La Regina ama il Diavolo nella fossa dell’Inferno

Alla scoperta di luoghi dove leggenda e realtà convivono.

I nomi che hanno le cime della catena dei Sibillini invitano ad arrestare il passo; mistero e paura si confondono, come confusa è la storia che dissolve ogni pretesa di veridicità nelle nebbie della leggenda.

I nomi dunque: Forca Viola, Forca di Presta, Fossa dell’Inferno, l’Infernaccio, La Priora, Pizzo della Regina, Pizzo del Diavolo, Passo Cattivo, Grotta del Diavolo, Val dell’Inferno, Valle Scura, Monte di Morte, Lago di Pilato.

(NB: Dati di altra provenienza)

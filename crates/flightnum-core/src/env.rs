// Copyright (c) 2025 Felix Kahle.
//
// Permission is hereby granted, free of charge, to any person obtaining
// a copy of this software and associated documentation files (the
// "Software"), to deal in the Software without restriction, including
// without limitation the rights to use, copy, modify, merge, publish,
// distribute, sublicense, and/or sell copies of the Software, and to
// permit persons to whom the Software is furnished to do so, subject to
// the following conditions:
//
// The above copyright notice and this permission notice shall be
// included in all copies or substantial portions of the Software.
//
// THE SOFTWARE IS PROVIDED "AS IS", WITHOUT WARRANTY OF ANY KIND,
// EXPRESS OR IMPLIED, INCLUDING BUT NOT LIMITED TO THE WARRANTIES OF
// MERCHANTABILITY, FITNESS FOR A PARTICULAR PURPOSE AND
// NONINFRINGEMENT. IN NO EVENT SHALL THE AUTHORS OR COPYRIGHT HOLDERS BE
// LIABLE FOR ANY CLAIM, DAMAGES OR OTHER LIABILITY, WHETHER IN AN ACTION
// OF CONTRACT, TORT OR OTHERWISE, ARISING FROM, OUT OF OR IN CONNECTION
// WITH THE SOFTWARE OR THE USE OR OTHER DEALINGS IN THE SOFTWARE.

//! # Environment Facts
//!
//! Compile-time description of the host the kernel is built for: machine word
//! width, byte order, signed-integer representation and float representation.
//!
//! Word width and byte order come from the target configuration (see the
//! crate's `build.rs`); the signed and float representations are selected with
//! the `ones-complement`, `sign-magnitude` and `non-ieee-float` features.
//! Missing facts fall back to 32-bit, little-endian, two's-complement, IEEE-754.
//!
//! The signed representation is additionally available at the type level via
//! the [`SignRepr`] marker types, so the arithmetic kernel can be monomorphised
//! over a representation and dead arms fold away at compile time.

/// Byte order of the host.
#[derive(Debug, Clone, Copy, PartialEq, Eq, Hash)]
pub enum Endianness {
    Little,
    Big,
}

/// Encoding of negative integers on the host.
#[derive(Debug, Clone, Copy, PartialEq, Eq, Hash)]
pub enum SignedRepr {
    /// `|MIN| = MAX + 1`; negating `MIN` is not representable.
    TwosComplement,
    /// Symmetric range `[-MAX, MAX]`, distinct negative zero.
    OnesComplement,
    /// Symmetric range `[-MAX, MAX]`, sign bit plus magnitude.
    SignMagnitude,
}

/// Encoding of floating-point values on the host.
#[derive(Debug, Clone, Copy, PartialEq, Eq, Hash)]
pub enum FloatRepr {
    Ieee754,
    Other,
}

/// The complete set of environment facts.
#[derive(Debug, Clone, Copy, PartialEq, Eq, Hash)]
pub struct Environment {
    pub word_bits: u32,
    pub endianness: Endianness,
    pub signed_repr: SignedRepr,
    pub float_repr: FloatRepr,
}

mod sign_repr {
    pub trait Sealed {}
}

/// Type-level signed representation.
///
/// This trait is sealed; it is implemented by [`TwosComplement`],
/// [`OnesComplement`] and [`SignMagnitude`] only.
///
/// # Examples
///
/// ```rust
/// # use flightnum_core::env::{OnesComplement, SignRepr, SignedRepr};
/// assert_eq!(OnesComplement::KIND, SignedRepr::OnesComplement);
/// ```
pub trait SignRepr:
    sign_repr::Sealed + Copy + Default + std::fmt::Debug + Send + Sync + 'static
{
    /// The representation this marker stands for.
    const KIND: SignedRepr;
}

/// Marker for two's-complement hosts.
#[derive(Debug, Clone, Copy, Default, PartialEq, Eq, Hash)]
pub struct TwosComplement;

/// Marker for one's-complement hosts.
#[derive(Debug, Clone, Copy, Default, PartialEq, Eq, Hash)]
pub struct OnesComplement;

/// Marker for sign-magnitude hosts.
#[derive(Debug, Clone, Copy, Default, PartialEq, Eq, Hash)]
pub struct SignMagnitude;

macro_rules! impl_sign_repr {
    ($t:ty, $kind:expr) => {
        impl sign_repr::Sealed for $t {}
        impl SignRepr for $t {
            const KIND: SignedRepr = $kind;
        }
    };
}

impl_sign_repr!(TwosComplement, SignedRepr::TwosComplement);
impl_sign_repr!(OnesComplement, SignedRepr::OnesComplement);
impl_sign_repr!(SignMagnitude, SignedRepr::SignMagnitude);

/// The representation marker of the build host.
#[cfg(feature = "ones-complement")]
pub type HostRepr = OnesComplement;

/// The representation marker of the build host.
#[cfg(all(feature = "sign-magnitude", not(feature = "ones-complement")))]
pub type HostRepr = SignMagnitude;

/// The representation marker of the build host.
#[cfg(not(any(feature = "ones-complement", feature = "sign-magnitude")))]
pub type HostRepr = TwosComplement;

/// Machine word width in bits.
pub const WORD_BITS: u32 = if cfg!(flightnum_word_bits = "16") {
    16
} else if cfg!(flightnum_word_bits = "64") {
    64
} else {
    32
};

/// Host byte order.
pub const ENDIANNESS: Endianness = if cfg!(flightnum_big_endian) {
    Endianness::Big
} else {
    Endianness::Little
};

/// Host signed-integer representation.
pub const SIGNED_REPR: SignedRepr = HostRepr::KIND;

/// Host float representation.
pub const FLOAT_REPR: FloatRepr = if cfg!(feature = "non-ieee-float") {
    FloatRepr::Other
} else {
    FloatRepr::Ieee754
};

/// All environment facts in one record.
pub const ENVIRONMENT: Environment = Environment {
    word_bits: WORD_BITS,
    endianness: ENDIANNESS,
    signed_repr: SIGNED_REPR,
    float_repr: FLOAT_REPR,
};

impl std::fmt::Display for Environment {
    fn fmt(&self, f: &mut std::fmt::Formatter<'_>) -> std::fmt::Result {
        write!(
            f,
            "Environment(word_bits: {}, endianness: {:?}, signed_repr: {:?}, float_repr: {:?})",
            self.word_bits, self.endianness, self.signed_repr, self.float_repr
        )
    }
}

In mezzo a tanto orrido il Pizzo Tre Vescovi si trova a disagio, ma sono in tre e dividono per tre non solo il pizzo ma anche la paura.

Il monte più alto della catena, 2478 metri, è il Vettore, forse chiamato così perché sembra che traini tutti gli altri, quasi un locomotore fermo (tettonica a parte ndr) sul precipizio della salaria, la strada che va a Roma.

Tra il Sibilla e il Priora si stringe l’Infernaccio.

Di queste cime hanno parlato, inventando storie fitte di suggestioni, Ariosto, Trissino, l’Aretino, Luigi Pulci, Cecco D’Ascoli, Andrea da Barberino, Cellini, Montaigne, Antoine de La Sale, Folengo, Goethe e certamente molti altri che non sapevano scrivere.

Più vicino a noi Guido Piovene che, nel suo “Viaggio in Italia” del 1957, scriveva che la catena montuosa dei Sibillini era la più leggendaria dell’Italia del Centro.

Nel suo viaggio sui monti della Marca, nel 1420, Antoine de La Sale, con coraggio e grande perizia redasse una carta descrittiva, una mappa, con annotazioni e disegni di punti, ben identificabili attraverso riferimenti certi e non mutabili.

Una delle poche verità tra tanta letteratura fantastica fiorita per secoli. Dieci anni prima di De La Sale un altro ardimentoso, di nome Semplicianus, aveva sudato sette camicie per scalare il monte, il Venusberg, secondo la descrizione di uno scrittore tedesco dell’epoca.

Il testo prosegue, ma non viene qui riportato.